Tic-tac, tic-tac, tic-tac… la bomba estructural seguía su cuenta regresiva. A veces Messi, y otras Tévez o Higuaín habían desactivado la urgencia más inmediata. Hasta Palermo en el vendaval de la noche de brujas con Perú. Un ciclo que vivió jaqueado por el embotellamiento conceptual quedó a la intemperie de un doloroso e irreversible desengaño. Detrás de cada triunfo en el Mundial se agitaban dudas sobre la real fortaleza del plan, más allá de los cañonazos que abrían paso con la prepotencia de un envidiable arsenal. La armazón no dejaba de crujir, mientras las resoluciones individuales asumían la explicación central para sostener un esqueleto que no echaba raíces confiables porque rivales temerosos distorsionaban las conclusiones.
Un tejido de advertencias se había hilvanado, aun contradiciendo el clima triunfalista que también crecía. Porque de fútbol se trata y es entendible la rara combinación de una lógica esperanza con señales para desconfiar. Pero en la quinta estación de la Copa del Mundo apareció un adversario con tantos quilates como ambiciosa malicia para atreverse a mover la estantería. Alemania sacó el maquillaje de un cachetazo y se rompió el espejo.
Diego Maradona leyó mal el partido. Antes, durante y después. Se había apuntado que la Selección no podría regalar tantos minutos como ante México, que la jerarquía colectiva e individual de Alemania se lo iba a facturar con geometría y explosión para descubrir los caminos convenientes.
Era comprensible que el DT no desbaratara el eje ofensivo porque era el único sostén creíble, pero el desierto del mediocampo, sin referencias para la tenencia y elaboración, podía volverse suicida. México y su tibieza lo habían insinuado, pero Maradona no tomó nota. El equipo de Joachim Löw esparció sal en las heridas.
La Argentina se atascó en su propuesta quebrada y su técnico nunca intervino para corregir lo evidente. Se demoró tanto que la aparición de Pastore en el partido, a los 24 minutos del segundo tiempo, ya encontró al equipo de rodillas. Verón se despidió de la Selección desde el banco. El entrenador se entregó a los golpes de inspiración de sus dirigidos desequilibrantes para avanzar, pero no fue suficiente.
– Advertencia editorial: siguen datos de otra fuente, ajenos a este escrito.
//! Live-reloading template rendering for Weft.
//!
//! This crate provides:
//! - [`TemplateSet`]: an immutable snapshot of compiled templates
//! - [`TemplateStore`]: the shared entry point that renders against the
//!   current snapshot and swaps in re-parsed templates
//! - [`TemplateWatcher`]: background reload of written template files
//!
//! # Flavors
//!
//! Every template is compiled in one of two flavors, picked from its file
//! name by [`ext2`]: names whose second-to-last extension is [`TEXT_MARKER`]
//! (e.g. `welcome.txt.tmpl`) render without escaping; everything else is
//! HTML-escaped.
//!
//! # Quick Start
//!
//! ```no_run
//! # fn main() -> Result<(), Box<dyn std::error::Error>> {
//! use std::sync::Arc;
//! use weft_templates::TemplateStore;
//!
//! let store = Arc::new(TemplateStore::open("templates")?);
//!
//! // Keep the handle alive for as long as templates should reload.
//! let _watcher = store.watch()?;
//!
//! let mut out = Vec::new();
//! store.render(&mut out, "index.html", &"world")?;
//! # Ok(())
//! # }
//! ```

mod error;
mod flavor;
mod functions;
mod set;
mod store;
mod watcher;

pub use error::{TemplateError, WatchError};
pub use flavor::{Flavor, TEXT_MARKER, ext2};
pub use functions::Functions;
pub use set::{PAYLOAD_NAME, TemplateSet};
pub use store::TemplateStore;
pub use watcher::TemplateWatcher;

pub use minijinja::Value;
Conducir al seleccionado no fue sencillo. Ni el espacio para aprender a hacerlo. Por cierto, ya a la hora de confeccionar la lista de 23 futbolistas se señalaron algunas descompensaciones, y el destino impuso que los déficits quedaran más en evidencia en el adiós: como la ausencia de laterales y el recortado abanico de volantes.
La banda derecha y la zona medular nunca dejaron de ser regiones traumáticas. Alemania no desatendió durante el cotejo esa ventaja.
“No creo que nos sorprendan con nada, el agua caliente ya está inventada”, manifestó Maradona el 28 de octubre del 2008, cuando inauguraba su aventura, aludiendo a que sus conocimientos estarían a tono con las circunstancias. Quedó a la vista que no fue así. A los 22 minutos del segundo tiempo, con el 2-0 de Miroslav Klose, la Argentina se rindió. Como si la derrota a varios apellidos no les aguijoneara el orgullo.
Messi no se insubordinó. A él le espera el futuro, pero en algún momento debe dar el golpe sobre la mesa contra todo. Incluso, contra lo que lo incomode. El escenario que realmente corona es una Copa del Mundo. Todo campeón necesita de alguna estrella descollante y la Argentina contaba con ese capital, pero hasta a Messi se lo tragó el aturdimiento.
Hoy se paga con el dolor de la eliminación. Y vuelve a postergarse el desembarco, al menos, en las semifinales de una Copa del Mundo. Ya van dos décadas de desencantos. Una Selección con reconocible calidad individual, pero desprovista de la sabiduría y dedicación que demanda dar el gran salto. ¿Qué ocurrirá con la Selección? Recorrer el camino de este ciclo obliga a sugerir que se revisen todos los procedimientos. Sería una candidez creer que ahora sí se aprovechará la experiencia. Que se asumirán tantos errores para ya no repetirlos.
El reloj de la Selección atrasa porque se la orientó hacia la involución. Amiga del abismo, la Argentina se acostumbró a efusividades ficticias y sueños de papel. Un cachetazo de realidad la devolvió a su amargo sopor.